## [RECORDS TO PROCESS]
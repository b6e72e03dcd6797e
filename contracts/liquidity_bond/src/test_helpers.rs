//! Shared test helpers for liquidity_bond tests.
//!
//! Deploys the engine next to Stellar asset contracts for the liquidity unit,
//! the reward asset and both pool coins, plus a scriptable oracle and pool.

#![cfg(test)]

use crate::math::WAD;
use crate::parameters::BondingConfig;
use crate::types::{Collaborators, LegacyEntry};
use crate::{LiquidityBond, LiquidityBondClient};
use soroban_sdk::testutils::{Address as _, Ledger};
use soroban_sdk::token::{StellarAssetClient, TokenClient};
use soroban_sdk::{Address, Env, Vec};

/// Ledger sequence every test starts at.
pub const START_BLOCK: u32 = 100;
/// Short weeks keep maturity reachable without large ledger jumps.
pub const BLOCKS_PER_WEEK: u64 = 100;
/// Liquidity minted to each test user.
pub const DEFAULT_MINT: i128 = 1_000_000_000_000_000;
/// A typical deposit: 1 000 units at 7 decimals.
pub const PRINCIPAL: i128 = 10_000_000_000;
/// Shares of `PRINCIPAL` locked one week at the default rate.
pub const PRINCIPAL_ONE_WEEK_SHARES: i128 = 10_010_000_000;
/// Base emission per block used by most tests.
pub const REWARD_PER_BLOCK: i128 = 10_010_000;

// ─── Mock oracle ───────────────────────────────────────────────────────────

mod oracle_mock {
    use crate::math::WAD;
    use soroban_sdk::{contract, contractimpl, contracttype, Address, Env};

    #[contracttype]
    #[derive(Clone)]
    enum OracleKey {
        Price,
        UpdatedAt,
        Fail,
        Updates,
    }

    #[contract]
    pub struct MockOracle;

    #[contractimpl]
    impl MockOracle {
        /// Set the price and stamp the sample with the current ledger.
        pub fn set_price(e: Env, price: i128) {
            e.storage().instance().set(&OracleKey::Price, &price);
            e.storage()
                .instance()
                .set(&OracleKey::UpdatedAt, &(e.ledger().sequence() as u64));
        }

        pub fn set_updated_at(e: Env, block: u64) {
            e.storage().instance().set(&OracleKey::UpdatedAt, &block);
        }

        pub fn set_fail(e: Env, fail: bool) {
            e.storage().instance().set(&OracleKey::Fail, &fail);
        }

        pub fn consult(e: Env, _asset: Address) -> i128 {
            Self::check(&e);
            e.storage().instance().get(&OracleKey::Price).unwrap_or(WAD)
        }

        pub fn update(e: Env) {
            Self::check(&e);
            let updates: u32 = e.storage().instance().get(&OracleKey::Updates).unwrap_or(0);
            e.storage().instance().set(&OracleKey::Updates, &(updates + 1));
            e.storage()
                .instance()
                .set(&OracleKey::UpdatedAt, &(e.ledger().sequence() as u64));
        }

        pub fn last_update_block(e: Env) -> u64 {
            Self::check(&e);
            e.storage().instance().get(&OracleKey::UpdatedAt).unwrap_or(0)
        }

        pub fn update_count(e: Env) -> u32 {
            e.storage().instance().get(&OracleKey::Updates).unwrap_or(0)
        }

        fn check(e: &Env) {
            if e.storage().instance().get(&OracleKey::Fail).unwrap_or(false) {
                panic!("oracle unavailable");
            }
        }
    }
}

// ─── Mock pool ─────────────────────────────────────────────────────────────

mod pool_mock {
    use crate::math::BPS_DENOMINATOR;
    use soroban_sdk::token::TokenClient;
    use soroban_sdk::{contract, contractimpl, contracttype, Address, Env};

    #[contracttype]
    #[derive(Clone)]
    enum PoolKey {
        Lp,
        Coin(u32),
        RateBps,
        Fail,
    }

    /// Two-coin pool paying `amount * rate_bps / 10_000` of either coin per
    /// liquidity unit. Coins must be pre-funded.
    #[contract]
    pub struct MockPool;

    #[contractimpl]
    impl MockPool {
        pub fn init(e: Env, lp: Address, coin0: Address, coin1: Address, rate_bps: u32) {
            e.storage().instance().set(&PoolKey::Lp, &lp);
            e.storage().instance().set(&PoolKey::Coin(0), &coin0);
            e.storage().instance().set(&PoolKey::Coin(1), &coin1);
            e.storage().instance().set(&PoolKey::RateBps, &rate_bps);
        }

        pub fn set_fail(e: Env, fail: bool) {
            e.storage().instance().set(&PoolKey::Fail, &fail);
        }

        pub fn set_rate(e: Env, rate_bps: u32) {
            e.storage().instance().set(&PoolKey::RateBps, &rate_bps);
        }

        pub fn calc_withdraw_one_coin(e: Env, amount: i128, _coin: u32) -> i128 {
            Self::check(&e);
            Self::quote(&e, amount)
        }

        pub fn remove_liquidity_one_coin(
            e: Env,
            amount: i128,
            coin: u32,
            min_amount: i128,
            receiver: Address,
        ) -> i128 {
            Self::check(&e);
            let out = Self::quote(&e, amount);
            if out < min_amount {
                panic!("slippage");
            }
            let pool = e.current_contract_address();
            let lp: Address = e.storage().instance().get(&PoolKey::Lp).unwrap();
            TokenClient::new(&e, &lp).burn(&pool, &amount);
            let coin: Address = e.storage().instance().get(&PoolKey::Coin(coin)).unwrap();
            TokenClient::new(&e, &coin).transfer(&pool, &receiver, &out);
            out
        }

        fn quote(e: &Env, amount: i128) -> i128 {
            let rate: u32 = e.storage().instance().get(&PoolKey::RateBps).unwrap_or(0);
            amount * rate as i128 / BPS_DENOMINATOR
        }

        fn check(e: &Env) {
            if e.storage().instance().get(&PoolKey::Fail).unwrap_or(false) {
                panic!("pool failure");
            }
        }
    }
}

pub use oracle_mock::{MockOracle, MockOracleClient};
pub use pool_mock::{MockPool, MockPoolClient};

// ─── Setup ─────────────────────────────────────────────────────────────────

pub struct Setup<'a> {
    pub client: LiquidityBondClient<'a>,
    pub contract_id: Address,
    /// Holds Owner and Manager.
    pub owner: Address,
    pub alice: Address,
    pub bob: Address,
    pub treasury: Address,
    pub lp: TokenClient<'a>,
    pub lp_admin: StellarAssetClient<'a>,
    pub reward: TokenClient<'a>,
    pub coin0: TokenClient<'a>,
    pub coin1: TokenClient<'a>,
    pub oracle: MockOracleClient<'a>,
    pub pool: MockPoolClient<'a>,
}

pub fn test_config() -> BondingConfig {
    BondingConfig {
        blocks_per_week: BLOCKS_PER_WEEK,
        max_oracle_age: 1_000_000,
        ..BondingConfig::default()
    }
}

pub fn legacy_entry(holder: &Address, principal: i128, lock_weeks: u32) -> LegacyEntry {
    LegacyEntry {
        holder: holder.clone(),
        principal,
        lock_weeks,
    }
}

/// Engine with no legacy holders and `REWARD_PER_BLOCK` emission.
pub fn setup(e: &Env) -> Setup<'_> {
    setup_with(e, Vec::new(e), REWARD_PER_BLOCK)
}

/// Engine seeded with `legacy`; the snapshot total is minted into custody.
pub fn setup_with(e: &Env, legacy: Vec<LegacyEntry>, reward_per_block: i128) -> Setup<'_> {
    e.mock_all_auths();
    e.ledger().with_mut(|li| li.sequence_number = START_BLOCK);

    let contract_id = e.register(LiquidityBond, ());
    let client = LiquidityBondClient::new(e, &contract_id);
    let owner = Address::generate(e);
    let alice = Address::generate(e);
    let bob = Address::generate(e);
    let treasury = Address::generate(e);
    let token_admin = Address::generate(e);

    let lp_addr = e
        .register_stellar_asset_contract_v2(token_admin.clone())
        .address();
    let reward_addr = e
        .register_stellar_asset_contract_v2(contract_id.clone())
        .address();
    let coin0_addr = e
        .register_stellar_asset_contract_v2(token_admin.clone())
        .address();
    let coin1_addr = e
        .register_stellar_asset_contract_v2(token_admin.clone())
        .address();

    let oracle_id = e.register(MockOracle, ());
    let oracle = MockOracleClient::new(e, &oracle_id);
    oracle.set_price(&WAD);

    let pool_id = e.register(MockPool, ());
    let pool = MockPoolClient::new(e, &pool_id);
    pool.init(&lp_addr, &coin0_addr, &coin1_addr, &10_000);
    StellarAssetClient::new(e, &coin0_addr).mint(&pool_id, &DEFAULT_MINT);
    StellarAssetClient::new(e, &coin1_addr).mint(&pool_id, &DEFAULT_MINT);

    let lp_admin = StellarAssetClient::new(e, &lp_addr);
    let lp = TokenClient::new(e, &lp_addr);
    let expiry = e.ledger().sequence() + 100_000;
    for user in [&alice, &bob, &owner] {
        lp_admin.mint(user, &DEFAULT_MINT);
        lp.approve(user, &contract_id, &DEFAULT_MINT, &expiry);
    }

    let legacy_total: i128 = legacy.iter().map(|entry| entry.principal).sum();
    if legacy_total > 0 {
        lp_admin.mint(&contract_id, &legacy_total);
    }

    let collaborators = Collaborators {
        liquidity_token: lp_addr,
        reward_token: reward_addr.clone(),
        oracle: oracle_id,
        price_asset: coin0_addr.clone(),
        pool: pool_id,
        treasury: treasury.clone(),
    };
    client.initialize(&owner, &collaborators, &test_config(), &reward_per_block, &legacy);

    Setup {
        client,
        contract_id,
        owner,
        alice,
        bob,
        treasury,
        lp,
        lp_admin,
        reward: TokenClient::new(e, &reward_addr),
        coin0: TokenClient::new(e, &coin0_addr),
        coin1: TokenClient::new(e, &coin1_addr),
        oracle,
        pool,
    }
}

pub fn advance(e: &Env, blocks: u32) {
    e.ledger().with_mut(|li| li.sequence_number += blocks);
}

pub fn current_block(e: &Env) -> u64 {
    e.ledger().sequence() as u64
}

/// Sum of shares over the given position ids.
pub fn sum_shares(s: &Setup, ids: &[u64]) -> i128 {
    ids.iter().map(|id| s.client.get_position(id).shares).sum()
}
//! Liquidity Bond Contract
//!
//! Time-locked bonding of pooled liquidity units. Depositors lock liquidity
//! for a number of weeks and receive a position whose emission shares grow
//! with the lock length. Two reward streams accrue per position:
//!
//! - **Base emission** in the reward asset, minted on settlement. Distributed
//!   over duration-weighted shares; the emission rate follows the oracle price
//!   of the protocol asset.
//! - **Bonus liquidity**: liquidity units that arrive in custody beyond what
//!   the engine owes, distributed pro rata to principal.
//!
//! Holders of the legacy bonding scheme migrate once into a position, and a
//! manager can burn custodied liquidity single-sided into the pool to defend
//! the peg.
//!
//! ## Key design decisions
//!
//! - **O(1) settlement**: running accumulators with per-position debts.
//! - **Fail-closed oracle**: a missing or stale sample aborts the operation.
//! - **External calls last**: oracle and balance reads precede writes, token
//!   transfers and mints follow them.
//! - **Explicit capabilities**: `Role::{Owner, Manager, MinterAuthority,
//!   BurnerAuthority}` checked per privileged call.

#![no_std]

pub mod access;
pub mod duration;
pub mod events;
pub mod interfaces;
pub mod lp_rewards;
pub mod math;
pub mod migration;
pub mod parameters;
pub mod pausable;
pub mod peg_defense;
pub mod registry;
pub mod rewards;
pub mod token_integration;
pub mod types;

use bonding_errors::BondingError;
use soroban_sdk::{contract, contractimpl, Address, Env, Vec};

use access::Role;
use parameters::BondingConfig;
use types::{
    BondPosition, Collaborators, DataKey, LegacyEntry, LegacyRecord, LpPool, MigrationState,
    RewardPool, WithdrawalReceipt,
};

#[cfg(test)]
mod test_helpers;

#[cfg(test)]
mod test_duration;
#[cfg(test)]
mod test_pausable;

// ─── Helpers ───────────────────────────────────────────────────────────────

/// Apply `update` to the stored config, validate and emit.
///
/// `duration_rate` is fixed at `initialize`: stored shares are derived from
/// it, so an update that changes it fails with `InvalidConfig`.
fn update_config_with<F>(e: &Env, manager: &Address, update: F) -> Result<BondingConfig, BondingError>
where
    F: FnOnce(&mut BondingConfig),
{
    access::require_role(e, Role::Manager, manager)?;
    let mut cfg = parameters::get_config(e)?;
    let duration_rate = cfg.duration_rate;
    update(&mut cfg);
    if cfg.duration_rate != duration_rate {
        return Err(BondingError::InvalidConfig);
    }
    parameters::set_config(e, &cfg)?;
    events::emit_config_updated(e, manager, &cfg);
    Ok(cfg)
}

// ─── Contract ──────────────────────────────────────────────────────────────

#[contract]
pub struct LiquidityBond;

#[contractimpl]
impl LiquidityBond {
    // ── Setup ──────────────────────────────────────────────────────────────

    /// One-time initialization.
    ///
    /// `owner` receives `Owner` and `Manager`. `legacy` is the immutable
    /// snapshot of the previous bonding scheme; its total principal must
    /// already be (or be about to be) in custody, and opens the migration
    /// window.
    pub fn initialize(
        e: Env,
        owner: Address,
        collaborators: Collaborators,
        config: BondingConfig,
        reward_per_block: i128,
        legacy: Vec<LegacyEntry>,
    ) -> Result<(), BondingError> {
        if e.storage().instance().has(&DataKey::Config) {
            return Err(BondingError::AlreadyInitialized);
        }
        owner.require_auth();
        if reward_per_block < 0 {
            return Err(BondingError::InvalidConfig);
        }
        parameters::set_config(&e, &config)?;
        e.storage()
            .instance()
            .set(&DataKey::Collaborators, &collaborators);

        let lp_to_migrate = migration::load_snapshot(&e, &config, &legacy)?;
        let block = registry::current_block(&e);
        rewards::store(&e, &RewardPool::new(reward_per_block, block));
        lp_rewards::store(&e, &LpPool::new(lp_to_migrate));

        access::set_role(&e, Role::Owner, &owner);
        access::set_role(&e, Role::Manager, &owner);
        e.storage()
            .instance()
            .extend_ttl(registry::BUMP_THRESHOLD, registry::BUMP_TARGET);

        events::emit_initialized(&e, &owner, legacy.len(), lp_to_migrate);
        Ok(())
    }

    /// Replace the collaborator addresses. Owner only.
    pub fn set_collaborators(
        e: Env,
        owner: Address,
        collaborators: Collaborators,
    ) -> Result<(), BondingError> {
        access::require_role(&e, Role::Owner, &owner)?;
        e.storage()
            .instance()
            .set(&DataKey::Collaborators, &collaborators);
        events::emit_collaborators_updated(&e, &owner, &collaborators);
        Ok(())
    }

    // ── Roles ──────────────────────────────────────────────────────────────

    pub fn grant_role(e: Env, owner: Address, role: Role, who: Address) -> Result<(), BondingError> {
        access::grant_role(&e, &owner, role, &who)
    }

    pub fn revoke_role(
        e: Env,
        owner: Address,
        role: Role,
        who: Address,
    ) -> Result<(), BondingError> {
        access::revoke_role(&e, &owner, role, &who)
    }

    pub fn has_role(e: Env, role: Role, who: Address) -> bool {
        access::has_role(&e, role, &who)
    }

    // ── Parameters ─────────────────────────────────────────────────────────

    pub fn set_blocks_per_week(
        e: Env,
        manager: Address,
        blocks_per_week: u64,
    ) -> Result<(), BondingError> {
        update_config_with(&e, &manager, |cfg| cfg.blocks_per_week = blocks_per_week)?;
        Ok(())
    }

    pub fn set_max_lock_weeks(
        e: Env,
        manager: Address,
        max_lock_weeks: u32,
    ) -> Result<(), BondingError> {
        update_config_with(&e, &manager, |cfg| cfg.max_lock_weeks = max_lock_weeks)?;
        Ok(())
    }

    /// Replace the whole configuration. `duration_rate` must match the
    /// stored value.
    pub fn update_config(
        e: Env,
        manager: Address,
        config: BondingConfig,
    ) -> Result<(), BondingError> {
        update_config_with(&e, &manager, |cfg| *cfg = config)?;
        Ok(())
    }

    /// Change the base emission. Blocks up to now are credited at the old
    /// rate first; the oracle is not consulted.
    pub fn set_reward_per_block(
        e: Env,
        manager: Address,
        reward_per_block: i128,
    ) -> Result<(), BondingError> {
        access::require_role(&e, Role::Manager, &manager)?;
        if reward_per_block < 0 {
            return Err(BondingError::InvalidConfig);
        }
        let mut pool = rewards::load(&e)?;
        pool.accrue(registry::current_block(&e))?;
        let old = pool.reward_per_block;
        pool.reward_per_block = reward_per_block;
        rewards::store(&e, &pool);
        events::emit_reward_rate_updated(&e, &manager, old, reward_per_block);
        Ok(())
    }

    // ── Pause ──────────────────────────────────────────────────────────────

    pub fn pause(e: Env, manager: Address) -> Result<(), BondingError> {
        pausable::pause(&e, &manager)
    }

    pub fn unpause(e: Env, manager: Address) -> Result<(), BondingError> {
        pausable::unpause(&e, &manager)
    }

    pub fn is_paused(e: Env) -> bool {
        pausable::is_paused(&e)
    }

    // ── Position lifecycle ─────────────────────────────────────────────────

    /// Lock `amount` liquidity units for `lock_weeks` weeks.
    ///
    /// Requirements:
    /// - `amount` > 0
    /// - `1 <= lock_weeks <= max_lock_weeks`
    /// - Caller has approved the contract to spend `amount`
    ///
    /// Returns the new position id.
    pub fn deposit(e: Env, owner: Address, amount: i128, lock_weeks: u32) -> Result<u64, BondingError> {
        owner.require_auth();
        pausable::require_not_paused(&e)?;
        registry::open(&e, &owner, &owner, amount, lock_weeks)
    }

    /// Open a position for `owner` funded by `minter`. MinterAuthority only.
    pub fn mint_position(
        e: Env,
        minter: Address,
        owner: Address,
        amount: i128,
        lock_weeks: u32,
    ) -> Result<u64, BondingError> {
        access::require_role(&e, Role::MinterAuthority, &minter)?;
        pausable::require_not_paused(&e)?;
        registry::open(&e, &minter, &owner, amount, lock_weeks)
    }

    /// Top up a matured position. Pays pending emission, compounds pending
    /// bonus liquidity and restarts the lock.
    pub fn add_liquidity(
        e: Env,
        owner: Address,
        id: u64,
        amount: i128,
    ) -> Result<BondPosition, BondingError> {
        owner.require_auth();
        pausable::require_not_paused(&e)?;
        registry::add_liquidity(&e, &owner, id, amount)
    }

    /// Withdraw principal from a matured position. The position is deleted
    /// when its principal reaches zero.
    pub fn remove_liquidity(
        e: Env,
        owner: Address,
        id: u64,
        amount: i128,
    ) -> Result<WithdrawalReceipt, BondingError> {
        owner.require_auth();
        pausable::require_not_paused(&e)?;
        registry::remove_liquidity(&e, &owner, id, amount, false)
    }

    /// Close a matured position on its owner's behalf. Proceeds go to the
    /// owner. BurnerAuthority only.
    pub fn burn_position(e: Env, burner: Address, id: u64) -> Result<WithdrawalReceipt, BondingError> {
        access::require_role(&e, Role::BurnerAuthority, &burner)?;
        pausable::require_not_paused(&e)?;
        let position = registry::load_position(&e, id)?;
        registry::remove_liquidity(&e, &burner, id, position.principal, true)
    }

    /// Pay pending base emission. Allowed before maturity.
    pub fn claim_rewards(e: Env, owner: Address, id: u64) -> Result<i128, BondingError> {
        owner.require_auth();
        pausable::require_not_paused(&e)?;
        registry::claim_rewards(&e, &owner, id)
    }

    pub fn transfer_position(e: Env, owner: Address, id: u64, to: Address) -> Result<(), BondingError> {
        owner.require_auth();
        pausable::require_not_paused(&e)?;
        registry::transfer_position(&e, &owner, id, &to)
    }

    // ── Migration ──────────────────────────────────────────────────────────

    /// Migrate the caller's legacy principal into one position.
    pub fn migrate(e: Env, holder: Address) -> Result<u64, BondingError> {
        migration::migrate(&e, &holder)
    }

    pub fn set_migrating(e: Env, manager: Address, migrating: bool) -> Result<(), BondingError> {
        migration::set_migrating(&e, &manager, migrating)
    }

    pub fn is_migrating(e: Env) -> bool {
        migration::is_migrating(&e)
    }

    pub fn legacy_record(e: Env, holder: Address) -> Option<LegacyRecord> {
        migration::legacy_record(&e, &holder)
    }

    pub fn migration_state(e: Env, holder: Address) -> Result<MigrationState, BondingError> {
        migration::legacy_record(&e, &holder)
            .map(|record| record.state)
            .ok_or(BondingError::NoLegacyBalance)
    }

    // ── Peg defense ────────────────────────────────────────────────────────

    /// Burn `amount` custodied liquidity into the protocol asset.
    pub fn primary_price_reset(e: Env, manager: Address, amount: i128) -> Result<i128, BondingError> {
        peg_defense::price_reset(&e, &manager, amount, peg_defense::PRIMARY_COIN)
    }

    /// Burn `amount` custodied liquidity into the paired asset.
    pub fn secondary_price_reset(
        e: Env,
        manager: Address,
        amount: i128,
    ) -> Result<i128, BondingError> {
        peg_defense::price_reset(&e, &manager, amount, peg_defense::SECONDARY_COIN)
    }

    // ── Queries ────────────────────────────────────────────────────────────

    pub fn get_position(e: Env, id: u64) -> Result<BondPosition, BondingError> {
        registry::load_position(&e, id)
    }

    pub fn positions_of(e: Env, owner: Address) -> Vec<u64> {
        registry::positions_of(&e, &owner)
    }

    pub fn position_count(e: Env) -> u64 {
        registry::position_count(&e)
    }

    pub fn pending_reward(e: Env, id: u64) -> Result<i128, BondingError> {
        registry::pending_reward(&e, id)
    }

    pub fn pending_lp_reward(e: Env, id: u64) -> Result<i128, BondingError> {
        registry::pending_lp_reward(&e, id)
    }

    pub fn reward_pool(e: Env) -> Result<RewardPool, BondingError> {
        rewards::load(&e)
    }

    pub fn lp_pool(e: Env) -> Result<LpPool, BondingError> {
        lp_rewards::load(&e)
    }

    /// Custodied liquidity per emission share, 1e18 scale.
    pub fn share_value(e: Env) -> Result<i128, BondingError> {
        registry::share_value(&e)
    }

    /// Shares a deposit of `principal` for `lock_weeks` would receive now.
    pub fn duration_multiply(e: Env, principal: i128, lock_weeks: u32) -> Result<i128, BondingError> {
        let cfg = parameters::get_config(&e)?;
        duration::duration_multiply(principal, lock_weeks, cfg.max_lock_weeks, cfg.duration_rate)
    }

    pub fn get_config(e: Env) -> Result<BondingConfig, BondingError> {
        parameters::get_config(&e)
    }

    pub fn get_collaborators(e: Env) -> Result<Collaborators, BondingError> {
        registry::get_collaborators(&e)
    }
}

## [ACTIVITY]
After locating the line holding "pub fn setup(e: &Env)" above, output exactly that line and every line after it through the line holding "let lp = TokenClient::new(e, &lp_addr);". Include nothing else.

## [RESPONSE TO THIS EXERCISE]
pub fn setup(e: &Env) -> Setup<'_> {
    setup_with(e, Vec::new(e), REWARD_PER_BLOCK)
}

/// Engine seeded with `legacy`; the snapshot total is minted into custody.
pub fn setup_with(e: &Env, legacy: Vec<LegacyEntry>, reward_per_block: i128) -> Setup<'_> {
    e.mock_all_auths();
    e.ledger().with_mut(|li| li.sequence_number = START_BLOCK);

    let contract_id = e.register(LiquidityBond, ());
    let client = LiquidityBondClient::new(e, &contract_id);
    let owner = Address::generate(e);
    let alice = Address::generate(e);
    let bob = Address::generate(e);
    let treasury = Address::generate(e);
    let token_admin = Address::generate(e);

    let lp_addr = e
        .register_stellar_asset_contract_v2(token_admin.clone())
        .address();
    let reward_addr = e
        .register_stellar_asset_contract_v2(contract_id.clone())
        .address();
    let coin0_addr = e
        .register_stellar_asset_contract_v2(token_admin.clone())
        .address();
    let coin1_addr = e
        .register_stellar_asset_contract_v2(token_admin.clone())
        .address();

    let oracle_id = e.register(MockOracle, ());
    let oracle = MockOracleClient::new(e, &oracle_id);
    oracle.set_price(&WAD);

    let pool_id = e.register(MockPool, ());
    let pool = MockPoolClient::new(e, &pool_id);
    pool.init(&lp_addr, &coin0_addr, &coin1_addr, &10_000);
    StellarAssetClient::new(e, &coin0_addr).mint(&pool_id, &DEFAULT_MINT);
    StellarAssetClient::new(e, &coin1_addr).mint(&pool_id, &DEFAULT_MINT);

    let lp_admin = StellarAssetClient::new(e, &lp_addr);
    let lp = TokenClient::new(e, &lp_addr);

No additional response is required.